Easy Lemon Chicken Recipe
Easy Lemon Chicken Recipe

Today you should try to learn an easy lemon chicken recipe. Cooking chicken meat is indeed very fun and satisfying. Chicken is one of the most popular meats in the world. That’s why there are so many chicken recipes.

How about combining chicken with lemon? Hmm, surely it will be very interesting and delicious. You can use chicken thighs, chicken breasts, etc. According to your taste, If you don’t like chicken skin, throw it away. However, if you like chicken skin, feel free to cook it with chicken skin. The seasoning that permeates perfectly into the chicken meat, the lemon that is able to give a special touch of taste, wow, this is really delicious!

Easy Lemon Chicken Recipe

Prepare time: 10 min
Cook: 45 min
Marinating: 1 hr
Ready in: 1 hr 15 min


  • 3 to 4 pounds chicken parts (thighs and legs recommended), skin-on, bone-in, trimmed of excess fat
  • 4 teaspoons lemon zest (about zest from 2 lemons)
  • Lemon slices for garnish
  • 1/3 cup lemon juice
  • 1 teaspoon kosher salt
  • 1 teaspoon black pepper
  • 2 tablespoons butter, melted
  • 2 cloves garlic, crushed
  • 2 teaspoons fresh chopped rosemary (or 1/2 teaspoon dried)
  • 2 tablespoons fresh chopped thyme (or 2 teaspoons dried)


1Marinate chicken:
Place lemon juice, lemon zest, garlic, thyme, rosemary, salt, and pepper in a large, non-reactive bowl, whisk to combine. With the tip of a sharp knife, cut into the underside (skinless) of each chicken piece one or two times by about 1/2 an inch. (This will help the marinade penetrate.)

2Place the chicken pieces in the bowl and turn to coat with the marinade. Place in the refrigerator and marinate for 1 to 2 hours. Place chicken in baking dish, brush with butter:
Preheat oven to 425°F. Remove chicken from marinade and place in a single layer in a large baking dish, skin side up. Reserve the marinade. Use a pastry brush to brush melted butter on each piece of chicken.

3Bake and baste with marinade:
Bake for 20 minutes and baste the chicken pieces generously with the reserved marinade.
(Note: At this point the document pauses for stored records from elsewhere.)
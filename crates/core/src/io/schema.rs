//! Produced documents.
//!
//! Four outputs per binary variant:
//! 1. `alignment_pairs.json` -- per-function alignment pairs with scoring.
//! 2. `alignment_report.json` -- alignment summary and provenance anchors.
//! 3. `joined_functions.jsonl` -- one merged row per debug function.
//! 4. `join_report.json` -- yield, funnel, distributions, violations.
//!
//! Every document carries the contract fields `package_name`,
//! `joiner_version`, `schema_version`, and `profile_id`. Field order is
//! fixed by these struct definitions; all maps are BTreeMaps; the report
//! `timestamp` is the sole non-deterministic field and is stamped by the
//! caller, never by the engines.

use std::collections::BTreeMap;

use serde::{Deserialize, Serialize};

use crate::model::{DeclSite, OracleVerdict};
use crate::policy::verdict::{AlignVerdict, MatchKind};
use crate::stats::PercentileSummary;
use crate::{PACKAGE_NAME, SCHEMA_VERSION};

fn package_name() -> String {
    PACKAGE_NAME.to_string()
}

fn joiner_version() -> String {
    crate::version().to_string()
}

fn schema_version() -> String {
    SCHEMA_VERSION.to_string()
}

// Source-alignment documents

/// Scored candidate included in each alignment pair for transparency.
#[derive(Debug, Clone, PartialEq, Serialize, Deserialize)]
pub struct CandidateScore {
    pub span_id: String,
    pub tu_path: String,
    #[serde(default)]
    pub name: Option<String>,
    #[serde(default)]
    pub content_hash: String,
    pub overlap_count: u64,
    pub overlap_ratio: f64,
    pub gap_count: u64,
}

/// One debug function -> best source span (or none).
#[derive(Debug, Clone, PartialEq, Serialize, Deserialize)]
pub struct AlignmentPair {
    pub function_id: String,
    #[serde(default)]
    pub function_name: Option<String>,
    pub oracle_verdict: OracleVerdict,

    #[serde(flatten)]
    pub decl: DeclSite,

    #[serde(default)]
    pub best_span_id: Option<String>,
    #[serde(default)]
    pub best_tu_path: Option<String>,
    #[serde(default)]
    pub best_span_name: Option<String>,

    pub overlap_count: u64,
    pub total_count: u64,
    pub overlap_ratio: f64,
    pub gap_count: u64,

    pub verdict: AlignVerdict,
    pub reasons: Vec<String>,

    pub candidates: Vec<CandidateScore>,
}

/// A debug function that was not an alignment target (oracle REJECT).
#[derive(Debug, Clone, PartialEq, Serialize, Deserialize)]
pub struct NonTargetEntry {
    pub function_id: String,
    #[serde(default)]
    pub name: Option<String>,
    pub oracle_verdict: OracleVerdict,
    #[serde(default)]
    pub oracle_reasons: Vec<String>,
    #[serde(flatten)]
    pub decl: DeclSite,
}

/// Aggregate verdict counts for the alignment report.
#[derive(Debug, Clone, Copy, Default, PartialEq, Eq, Serialize, Deserialize)]
pub struct PairCounts {
    #[serde(rename = "match")]
    pub matched: u32,
    pub ambiguous: u32,
    pub no_match: u32,
    pub non_target: u32,
}

/// Threshold configuration echoed into the alignment report.
#[derive(Debug, Clone, Copy, Default, PartialEq, Serialize, Deserialize)]
pub struct AlignThresholds {
    pub overlap_threshold: f64,
    pub epsilon: f64,
    pub min_overlap_lines: u64,
}

/// `alignment_pairs.json` -- per-function alignment results.
#[derive(Debug, Clone, PartialEq, Serialize, Deserialize)]
pub struct AlignmentPairsDoc {
    #[serde(default = "package_name")]
    pub package_name: String,
    #[serde(default = "joiner_version")]
    pub joiner_version: String,
    #[serde(default = "schema_version")]
    pub schema_version: String,
    #[serde(default)]
    pub profile_id: String,

    #[serde(default)]
    pub binary_sha256: String,
    #[serde(default)]
    pub build_id: Option<String>,
    #[serde(default)]
    pub oracle_profile_id: String,
    #[serde(default)]
    pub source_profile_id: String,

    #[serde(default)]
    pub pairs: Vec<AlignmentPair>,
    #[serde(default)]
    pub non_targets: Vec<NonTargetEntry>,
}

/// `alignment_report.json` -- summary metrics and provenance.
#[derive(Debug, Clone, PartialEq, Serialize, Deserialize)]
pub struct AlignmentReport {
    #[serde(default = "package_name")]
    pub package_name: String,
    #[serde(default = "joiner_version")]
    pub joiner_version: String,
    #[serde(default = "schema_version")]
    pub schema_version: String,
    #[serde(default)]
    pub profile_id: String,

    #[serde(default)]
    pub binary_sha256: String,
    #[serde(default)]
    pub build_id: Option<String>,
    #[serde(default)]
    pub oracle_profile_id: String,
    #[serde(default)]
    pub source_profile_id: String,

    #[serde(default)]
    pub tu_hashes: BTreeMap<String, String>,

    #[serde(default)]
    pub pair_counts: PairCounts,
    #[serde(default)]
    pub reason_counts: BTreeMap<String, u32>,

    #[serde(default)]
    pub thresholds: AlignThresholds,
    #[serde(default)]
    pub excluded_path_prefixes: Vec<String>,

    /// Sole non-deterministic field; stamped by the caller.
    #[serde(default)]
    pub timestamp: String,
}

// Address-join documents

/// Build provenance for one binary variant.
///
/// In a cross-variant join (oracle=debug build, decompiler=stripped
/// build) the two sides are different artifacts; `binary_sha256` and
/// `variant` always refer to the oracle side, the `ghidra_*` fields
/// capture the decompiler side when they differ.
#[derive(Debug, Clone, Default, PartialEq, Eq, Serialize, Deserialize)]
pub struct BuildContext {
    #[serde(default)]
    pub binary_sha256: String,
    #[serde(default)]
    pub job_id: String,
    #[serde(default)]
    pub test_case: String,
    #[serde(default)]
    pub opt: String,
    #[serde(default)]
    pub variant: String,
    #[serde(default)]
    pub builder_profile_id: String,
    #[serde(default)]
    pub ghidra_binary_sha256: Option<String>,
    #[serde(default)]
    pub ghidra_variant: Option<String>,
}

/// One row in `joined_functions.jsonl` -- the final merged record for
/// one debug function.
#[derive(Debug, Clone, PartialEq, Serialize, Deserialize)]
pub struct JoinedFunctionRow {
    // Provenance
    pub binary_sha256: String,
    pub job_id: String,
    pub test_case: String,
    pub opt: String,
    pub variant: String,
    pub builder_profile_id: String,
    #[serde(default)]
    pub ghidra_binary_sha256: Option<String>,
    #[serde(default)]
    pub ghidra_variant: Option<String>,

    // Debug-side identity
    pub dwarf_function_id: String,
    #[serde(default)]
    pub dwarf_function_name: Option<String>,
    #[serde(default)]
    pub dwarf_function_name_norm: Option<String>,
    #[serde(flatten)]
    pub decl: DeclSite,
    #[serde(default)]
    pub low_pc: Option<u64>,
    #[serde(default)]
    pub high_pc: Option<u64>,
    pub dwarf_total_range_bytes: u64,
    pub dwarf_oracle_verdict: OracleVerdict,

    // Source alignment evidence
    #[serde(default)]
    pub align_verdict: Option<AlignVerdict>,
    #[serde(default)]
    pub align_overlap_ratio: Option<f64>,
    #[serde(default)]
    pub align_gap_count: Option<u64>,
    #[serde(default)]
    pub align_n_candidates: Option<u32>,
    pub quality_weight: f64,
    #[serde(default)]
    pub align_reason_tags: Vec<String>,

    // Decompiler mapping result
    pub ghidra_match_kind: MatchKind,
    #[serde(default)]
    pub ghidra_func_id: Option<String>,
    #[serde(default)]
    pub ghidra_entry_va: Option<u64>,
    #[serde(default)]
    pub ghidra_name: Option<String>,

    // Decompiler view summary
    #[serde(default)]
    pub decompile_status: Option<String>,
    #[serde(default)]
    pub cfg_completeness: Option<String>,
    #[serde(default)]
    pub bb_count: Option<u32>,
    #[serde(default)]
    pub edge_count: Option<u32>,
    #[serde(default)]
    pub warning_tags: Vec<String>,
    pub goto_count: u32,
    pub loc_decompiled: u32,
    pub temp_var_count: u32,
    pub placeholder_type_rate: f64,

    // Join diagnostics
    pub pc_overlap_bytes: u64,
    pub pc_overlap_ratio: f64,
    pub n_near_ties: u32,
    #[serde(default)]
    pub join_warnings: Vec<String>,

    // Many-to-one
    pub n_dwarf_funcs_per_ghidra_func: u32,
    pub fat_function_multi_dwarf: bool,

    // Tags (non-destructive filtering)
    pub is_high_confidence: bool,
    pub is_aux_function: bool,
    pub is_import_proxy: bool,
    pub is_external_block: bool,
    pub is_non_target: bool,
    pub is_thunk: bool,

    // Eligibility
    pub eligible_for_join: bool,
    pub eligible_for_gold: bool,
    #[serde(default)]
    pub exclusion_reason: Option<String>,

    // Confidence
    pub confidence_tier: String,
    #[serde(default)]
    pub hc_reject_reason: Option<String>,
    #[serde(default)]
    pub upstream_collapse_reason: Option<String>,
    #[serde(default)]
    pub decompiler_quality_flags: Vec<String>,
}

/// Structured, non-fatal defect record from the invariant auditor.
#[derive(Debug, Clone, PartialEq, Eq, Serialize, Deserialize)]
pub struct InvariantViolation {
    pub check: String,
    #[serde(default, skip_serializing_if = "Vec::is_empty")]
    pub ids: Vec<String>,
    pub message: String,
}

impl InvariantViolation {
    pub fn new(check: &str, message: impl Into<String>) -> Self {
        Self { check: check.to_string(), ids: Vec::new(), message: message.into() }
    }

    pub fn with_ids(check: &str, ids: Vec<String>, message: impl Into<String>) -> Self {
        Self { check: check.to_string(), ids, message: message.into() }
    }
}

/// Aggregate join yield counters.
#[derive(Debug, Clone, Copy, Default, PartialEq, Eq, Serialize, Deserialize)]
pub struct JoinYieldCounts {
    pub n_dwarf_funcs: u32,
    /// JOINED_STRONG + JOINED_WEAK.
    pub n_joined_to_ghidra: u32,
    pub n_joined_strong: u32,
    pub n_joined_weak: u32,
    pub n_no_range: u32,
    pub n_multi_match: u32,
    pub n_no_match: u32,
}

/// Eligibility accounting; the exclusion categories partition the total.
#[derive(Debug, Clone, Default, PartialEq, Eq, Serialize, Deserialize)]
pub struct ExclusionSummary {
    pub n_total_dwarf: u32,
    pub n_no_range: u32,
    pub n_non_target: u32,
    pub n_noise_aux: u32,
    /// Join-eligible rows that are not gold-eligible for verdict reasons.
    pub n_oracle_reject: u32,
    pub n_eligible_for_join: u32,
    pub n_eligible_for_gold: u32,
    #[serde(default)]
    pub by_exclusion_reason: BTreeMap<String, u32>,
}

/// High-confidence subset yield; denominator is the gold-eligible count.
#[derive(Debug, Clone, Default, PartialEq, Serialize, Deserialize)]
pub struct HighConfidenceSlice {
    pub total: u32,
    pub high_confidence_count: u32,
    pub yield_rate: f64,
    #[serde(default)]
    pub by_opt: BTreeMap<String, f64>,
}

/// Gate-by-gate attrition counts over the gold-eligible rows.
///
/// Each counter is the number of rows passing that gate AND all prior
/// gates, so the sequence is non-increasing by construction.
#[derive(Debug, Clone, Copy, Default, PartialEq, Eq, Serialize, Deserialize)]
pub struct ConfidenceFunnel {
    pub n_eligible_for_gold: u32,
    pub n_pass_oracle_accept: u32,
    pub n_pass_align_match: u32,
    pub n_pass_align_unique: u32,
    pub n_pass_align_ratio: u32,
    pub n_pass_joined_strong: u32,
    pub n_pass_not_noise: u32,
    pub n_pass_cfg_not_low: u32,
    pub n_pass_no_fatal_warnings: u32,
    pub n_high_confidence: u32,
}

/// One many-to-one collision group.
#[derive(Debug, Clone, PartialEq, Eq, Serialize, Deserialize)]
pub struct CollisionEntry {
    pub ghidra_func_id: String,
    pub n_dwarf: u32,
    pub dwarf_ids: Vec<String>,
}

/// Many-to-one collision diagnostics.
#[derive(Debug, Clone, Default, PartialEq, Eq, Serialize, Deserialize)]
pub struct CollisionSummary {
    pub n_unique_ghidra_funcs_matched: u32,
    pub n_ghidra_funcs_with_multi_dwarf: u32,
    pub max_dwarf_per_ghidra: u32,
    #[serde(default)]
    pub top_collisions: Vec<CollisionEntry>,
}

/// Bounds audit over derived ratios, feeding the report-level checks.
#[derive(Debug, Clone, Copy, Default, PartialEq, Serialize, Deserialize)]
pub struct QualityWeightAudit {
    pub n_quality_weight_gt_1: u32,
    pub n_quality_weight_lt_0: u32,
    pub max_quality_weight: f64,
    pub n_align_overlap_ratio_gt_1: u32,
    pub max_align_overlap_ratio: f64,
}

/// Distribution summaries for decompiler quality indicators.
#[derive(Debug, Clone, Default, PartialEq, Serialize, Deserialize)]
pub struct DecompilerDistributions {
    #[serde(default)]
    pub cfg_completeness_fractions: BTreeMap<String, f64>,
    #[serde(default)]
    pub warning_prevalence: BTreeMap<String, u32>,
    pub goto_density_percentiles: PercentileSummary,
    pub placeholder_type_rate_percentiles: PercentileSummary,
    pub n_fat_functions: u32,
    pub n_many_to_one_ghidra_funcs: u32,
}

/// Status of the variable-join subsystem (explicitly unimplemented).
#[derive(Debug, Clone, PartialEq, Eq, Serialize, Deserialize)]
pub struct VariableJoinStatus {
    pub implemented: bool,
    pub reason: String,
    pub n_stub_rows: u32,
}

impl Default for VariableJoinStatus {
    fn default() -> Self {
        Self {
            implemented: false,
            reason: "variable-level identity recovery is not implemented".to_string(),
            n_stub_rows: 0,
        }
    }
}

/// `join_report.json` -- binary-level join report.
#[derive(Debug, Clone, Default, PartialEq, Serialize, Deserialize)]
pub struct JoinReport {
    #[serde(default = "package_name")]
    pub package_name: String,
    #[serde(default = "joiner_version")]
    pub joiner_version: String,
    #[serde(default = "schema_version")]
    pub schema_version: String,
    #[serde(default)]
    pub profile_id: String,

    #[serde(default)]
    pub binary_sha256: String,
    #[serde(default)]
    pub build_context: BuildContext,

    #[serde(default)]
    pub yield_counts: JoinYieldCounts,
    #[serde(default)]
    pub high_confidence: HighConfidenceSlice,
    #[serde(default)]
    pub exclusion_summary: ExclusionSummary,
    #[serde(default)]
    pub confidence_funnel: ConfidenceFunnel,
    #[serde(default)]
    pub collision_summary: CollisionSummary,

    #[serde(default)]
    pub yield_by_align_verdict: BTreeMap<String, u32>,
    #[serde(default)]
    pub yield_by_n_candidates_bin: BTreeMap<String, u32>,
    #[serde(default)]
    pub yield_by_quality_weight_bin: BTreeMap<String, u32>,
    #[serde(default)]
    pub yield_by_align_overlap_ratio_bin: BTreeMap<String, u32>,
    #[serde(default)]
    pub yield_by_opt: BTreeMap<String, u32>,
    #[serde(default)]
    pub yield_by_match_kind: BTreeMap<String, u32>,

    #[serde(default)]
    pub quality_weight_audit: QualityWeightAudit,
    #[serde(default)]
    pub decompiler: DecompilerDistributions,
    #[serde(default)]
    pub variable_join: VariableJoinStatus,

    #[serde(default)]
    pub invariant_violations: Vec<InvariantViolation>,

    /// Sole non-deterministic field; stamped by the caller.
    #[serde(default)]
    pub timestamp: String,
}

/// Contract-field defaults for freshly assembled documents.
pub fn contract_fields() -> (String, String, String) {
    (package_name(), joiner_version(), schema_version())
}
//! Golden file tests for the SQL seed
//!
//! Content hashes and migration labels are persisted in production databases,
//! so the exact text of the seed must not drift.

use predicates::prelude::*;
use std::fs;
use tempfile::TempDir;

/// Get a command instance for the antledger binary
fn antledger_cmd() -> assert_cmd::Command {
    assert_cmd::Command::new(assert_cmd::cargo::cargo_bin!("antledger"))
}

/// One accepted, tweeted ant and nothing else
fn setup_single_ant() -> TempDir {
    let dir = TempDir::new().unwrap();
    fs::write(
        dir.path().join("site.json"),
        r#"{"version": "1", "ants": [{"ant": "tiny ant", "tweeted": true, "tweetedAt": "2023-02-05T00:00:00Z"}]}"#,
    )
    .unwrap();
    fs::write(
        dir.path().join("issues.json"),
        r#"[{"title": "`tiny ant`", "state": "CLOSED", "createdAt": "2023-02-03T04:05:06Z", "closed": true, "closedAt": "2023-02-04T00:00:00Z", "body": "", "labels": []}]"#,
    )
    .unwrap();
    fs::write(dir.path().join("history.json"), "{}").unwrap();
    dir
}

const ANT_ID: &str = "(select ant_id from ant where suggested_content = 'tiny ant' and created_at = '2023-02-03 04:05:06')";

fn expected_seed() -> String {
    [
        "BEGIN;",
        "insert into ant (suggested_content, ant_user_id, created_at)\n  values\n    ('tiny ant', (select user_id from registered_user where user_name = 'nobody'), '2023-02-03 04:05:06')\n;",
        format!("insert into ant_tweeted (ant_id, tweeted_at)\n  values\n    ({}, '2023-02-05 00:00:00')\n;", ANT_ID).as_str(),
        "insert into release (release_number, release_label)\n  values\n    (1, 'v1')\n;",
        format!("insert into ant_release (ant_id, release_number, ant_content, ant_content_hash)\n  values\n    ({}, 1, 'tiny ant', 115661000)\n;", ANT_ID).as_str(),
        "insert into migration (migration_label) values ('seed-ants:1110415066');",
        "COMMIT;\n",
    ]
    .join("\n\n")
}

#[test]
fn golden_seed_script() {
    let dir = setup_single_ant();

    antledger_cmd()
        .current_dir(dir.path())
        .args([
            "reconcile",
            "--site-data",
            "site.json",
            "--raw-issues",
            "issues.json",
            "--history-file",
            "history.json",
            "--out",
            "out",
        ])
        .assert()
        .success();

    let seed = fs::read_to_string(dir.path().join("out/seed.sql")).unwrap();
    assert_eq!(seed, expected_seed());

    let migration = fs::read_to_string(dir.path().join("out/migration.sql")).unwrap();
    assert_eq!(
        migration,
        "insert into migration (migration_label) values ('seed-ants:1110415066');\n"
    );

    assert!(!dir.path().join("out/ant_declined.sql").exists());
}

#[test]
fn golden_hash_values() {
    for (text, hash) in [("hello", "99162322"), ("ab", "3105"), ("tiny ant", "115661000")] {
        antledger_cmd()
            .args(["hash", text])
            .assert()
            .success()
            .stdout(predicate::str::diff(format!("{}\n", hash)));
    }
}
//! # SQL Emitter
//!
//! Renders reconciled ants as SQL text. Nothing here talks to a database.
//!
//! ## Tables
//!
//! | Table | Rows |
//! |-------|------|
//! | `ant` | Accepted, legacy and declined ants |
//! | `ant_tweeted` | Accepted and legacy ants with a tweet time |
//! | `ant_declined` | Declined ants |
//! | `release` | Distinct release numbers |
//! | `ant_release` | Accepted and legacy ants with release and content hash |
//! | `migration` | One marker row per script |
//!
//! Dependent rows find their `ant` row through a correlated subquery on
//! `(suggested_content, created_at)` instead of a generated key.

mod render;
mod script;

pub use render::{
    ant_id, ant_release_sql, ant_tweeted_sql, ants_sql, declined_sql, escape, migration_sql,
    release_sql, sql_timestamp, unescape, update_content_hash_sql, user_id,
};
pub use script::{
    migration_label, rehash_script, single_release_script, transaction, SeedScript, SqlOptions,
};
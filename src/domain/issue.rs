//! Issue tracker export records
//!
//! Each record is one historical suggestion submission. Suggestions carry their
//! content in the title between backticks, e.g. ``Add ant: `ants are cool` ``.

use std::sync::OnceLock;

use chrono::{DateTime, Utc};
use regex::Regex;
use serde::{Deserialize, Serialize};

/// Label applied by the suggestion bot to generated issues
pub const AUTOGENERATED_LABEL: &str = "autogenerated";

/// Issue state as reported by the tracker
#[derive(Debug, Clone, Copy, PartialEq, Eq, Serialize, Deserialize)]
#[serde(rename_all = "SCREAMING_SNAKE_CASE")]
pub enum IssueState {
    Open,
    Closed,
}

#[derive(Debug, Clone, PartialEq, Eq, Serialize, Deserialize)]
pub struct Label {
    pub name: String,
}

/// One record of the raw issue export
#[derive(Debug, Clone, PartialEq, Eq, Serialize, Deserialize)]
#[serde(rename_all = "camelCase")]
pub struct RawIssue {
    pub title: String,
    pub state: IssueState,
    pub created_at: DateTime<Utc>,
    pub closed: bool,
    pub closed_at: Option<DateTime<Utc>>,
    #[serde(default)]
    pub body: String,
    #[serde(default)]
    pub labels: Vec<Label>,
}

impl RawIssue {
    /// Creates an open issue
    pub fn open(title: impl Into<String>, created_at: DateTime<Utc>) -> Self {
        Self {
            title: title.into(),
            state: IssueState::Open,
            created_at,
            closed: false,
            closed_at: None,
            body: String::new(),
            labels: Vec::new(),
        }
    }

    /// Creates a closed issue
    pub fn closed(
        title: impl Into<String>,
        created_at: DateTime<Utc>,
        closed_at: DateTime<Utc>,
    ) -> Self {
        Self {
            title: title.into(),
            state: IssueState::Closed,
            created_at,
            closed: true,
            closed_at: Some(closed_at),
            body: String::new(),
            labels: Vec::new(),
        }
    }

    /// Adds a label
    pub fn with_label(mut self, name: impl Into<String>) -> Self {
        self.labels.push(Label { name: name.into() });
        self
    }

    pub fn has_label(&self, name: &str) -> bool {
        self.labels.iter().any(|label| label.name == name)
    }

    /// Replaces typographic apostrophes with plain ones in title and body
    pub fn normalize_apostrophes(&mut self) {
        if self.title.contains('\u{2019}') {
            self.title = self.title.replace('\u{2019}', "'");
        }
        if self.body.contains('\u{2019}') {
            self.body = self.body.replace('\u{2019}', "'");
        }
    }

    /// Suggested content embedded in the title, if any
    pub fn content(&self) -> Option<&str> {
        extract_title_content(&self.title)
    }
}

fn title_pattern() -> &'static Regex {
    static PATTERN: OnceLock<Regex> = OnceLock::new();
    PATTERN.get_or_init(|| Regex::new(r"`(.+?)`").expect("title pattern is valid"))
}

/// Extracts the content of the first backtick pair in a title
///
/// Only the first pair is considered: ``a `one` and `two` `` yields `one`.
/// Titles without a pair are not suggestions and yield `None`.
pub fn extract_title_content(title: &str) -> Option<&str> {
    title_pattern()
        .captures(title)
        .and_then(|caps| caps.get(1))
        .map(|m| m.as_str())
}
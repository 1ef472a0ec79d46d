//! Content hashing for ants
//!
//! The content hash doubles as the display ordering of an ant and is persisted
//! in `ant_release.ant_content_hash`, so it must reproduce historical values
//! exactly:
//!
//! - Iterate the UTF-16 code units of the string
//! - `hash = (hash << 5) - hash + unit`, wrapping as a signed 32-bit integer
//! - Reinterpret the final bits as unsigned and reduce modulo `2^31 - 1`
//!
//! The result is always in `[0, 2^31 - 2]`.

/// Modulus applied to the final unsigned hash (`2^31 - 1`)
pub const HASH_MODULUS: u32 = i32::MAX as u32;

/// Computes the content hash of a string
pub fn content_hash(content: &str) -> u32 {
    let mut hash: i32 = 0;
    for unit in content.encode_utf16() {
        hash = hash
            .wrapping_shl(5)
            .wrapping_sub(hash)
            .wrapping_add(i32::from(unit));
    }
    (hash as u32) % HASH_MODULUS
}
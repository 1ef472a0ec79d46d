//! Statement rendering
//!
//! Every statement is a single multi-row insert:
//!
//! ```text
//! insert into ant (suggested_content, ant_user_id, created_at)
//!   values
//!     ('ants', (select user_id from registered_user where user_name = 'nobody'), '2023-01-01 12:00:00'),
//!     ...
//! ;
//! ```
//!
//! Rows come out in input order. A statement with no rows is omitted (`None`)
//! since `values` with an empty list is not valid SQL.

use chrono::{DateTime, Utc};

use crate::domain::{DeclinedAnt, Release, ReleasedRecord, Suggestion};

/// Escapes a value for a single-quoted SQL literal
pub fn escape(value: &str) -> String {
    value.replace('\'', "''")
}

/// Reverses [`escape`]
pub fn unescape(value: &str) -> String {
    value.replace("''", "'")
}

/// Renders a timestamp as `YYYY-MM-DD HH:MM:SS` in UTC
pub fn sql_timestamp(at: DateTime<Utc>) -> String {
    at.format("%Y-%m-%d %H:%M:%S").to_string()
}

/// Subquery resolving an ant row by its suggestion and creation time
pub fn ant_id(original_suggestion_content: &str, created_at: DateTime<Utc>) -> String {
    format!(
        "(select ant_id from ant where suggested_content = '{}' and created_at = '{}')",
        escape(original_suggestion_content),
        sql_timestamp(created_at)
    )
}

/// Subquery resolving a registered user by name
pub fn user_id(user_name: &str) -> String {
    format!(
        "(select user_id from registered_user where user_name = '{}')",
        escape(user_name)
    )
}

fn insert(target: &str, rows: Vec<String>) -> Option<String> {
    if rows.is_empty() {
        return None;
    }

    let rows = rows
        .iter()
        .map(|row| format!("    {}", row))
        .collect::<Vec<_>>()
        .join(",\n");

    Some(format!("insert into {}\n  values\n{}\n;", target, rows))
}

/// Rows for the `ant` table
pub fn ants_sql(ants: &[&dyn Suggestion], suggester: &str) -> Option<String> {
    let user = user_id(suggester);
    let rows = ants
        .iter()
        .map(|ant| {
            format!(
                "('{}', {}, '{}')",
                escape(ant.original_suggestion_content()),
                user,
                sql_timestamp(ant.created_at())
            )
        })
        .collect();

    insert("ant (suggested_content, ant_user_id, created_at)", rows)
}

/// Rows for `ant_tweeted`, only ants with a recorded tweet time
pub fn ant_tweeted_sql(ants: &[&dyn ReleasedRecord]) -> Option<String> {
    let rows = ants
        .iter()
        .filter(|ant| ant.tweeted())
        .filter_map(|ant| {
            let tweeted_at = ant.tweeted_at()?;
            Some(format!(
                "({}, '{}')",
                ant_id(ant.original_suggestion_content(), ant.created_at()),
                sql_timestamp(tweeted_at)
            ))
        })
        .collect();

    insert("ant_tweeted (ant_id, tweeted_at)", rows)
}

/// Rows for `ant_declined`, attributed to the reviewing account
pub fn declined_sql(ants: &[DeclinedAnt], reviewer: &str) -> Option<String> {
    let user = user_id(reviewer);
    let rows = ants
        .iter()
        .map(|ant| {
            format!(
                "({}, {}, '{}')",
                ant_id(&ant.original_suggestion_content, ant.created_at),
                user,
                sql_timestamp(ant.closed_at)
            )
        })
        .collect();

    insert("ant_declined (ant_id, ant_declined_user_id, ant_declined_at)", rows)
}

/// Rows for `release`
pub fn release_sql(releases: &[Release]) -> Option<String> {
    let rows = releases
        .iter()
        .map(|release| {
            format!("({}, '{}')", release.release_number, escape(&release.label))
        })
        .collect();

    insert("release (release_number, release_label)", rows)
}

/// Rows for `ant_release`
pub fn ant_release_sql(ants: &[&dyn ReleasedRecord]) -> Option<String> {
    let rows = ants
        .iter()
        .map(|ant| {
            format!(
                "({}, {}, '{}', {})",
                ant_id(ant.original_suggestion_content(), ant.created_at()),
                ant.release(),
                escape(ant.ant_content()),
                ant.ordering()
            )
        })
        .collect();

    insert(
        "ant_release (ant_id, release_number, ant_content, ant_content_hash)",
        rows,
    )
}

/// Marker row guarding a migration against being applied twice
pub fn migration_sql(label: &str) -> String {
    format!(
        "insert into migration (migration_label) values ('{}');",
        escape(label)
    )
}

/// Overwrites the content hash of a released ant
pub fn update_content_hash_sql(ant_content: &str, hash: u32) -> String {
    format!(
        "update ant_release set ant_content_hash = {} where ant_content = '{}';",
        hash,
        escape(ant_content)
    )
}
Continue baking for another 15 to 25 minutes (a total of 35 to 45 minutes), until the skins are crispy brown, and the chicken is cooked through, juices running clear (internal temperature of 165°F). Depending on the size of the breasts, they may be ready before the thighs, so if you are cooking a mix of chicken parts, keep that in mind, you may have to take them out of the oven before the thighs.

4Let the chicken rest:
Remove from the oven and let the chicken rest, covered in foil, for 10 minutes before serving. Save meat juices to serve with chicken:
Pour the juices from the pan into a serving bowl. Use a tablespoon to skim the fat off the top (save the fat for cooking with later, or discard, but do not discard down the drain or it will solidify and clog your drain).

5Serve the chicken with the juices on the side or a little poured over the top of the chicken. Serve alone, or with steamed rice, buttered noodles, angel hair pasta, or mashed potatoes.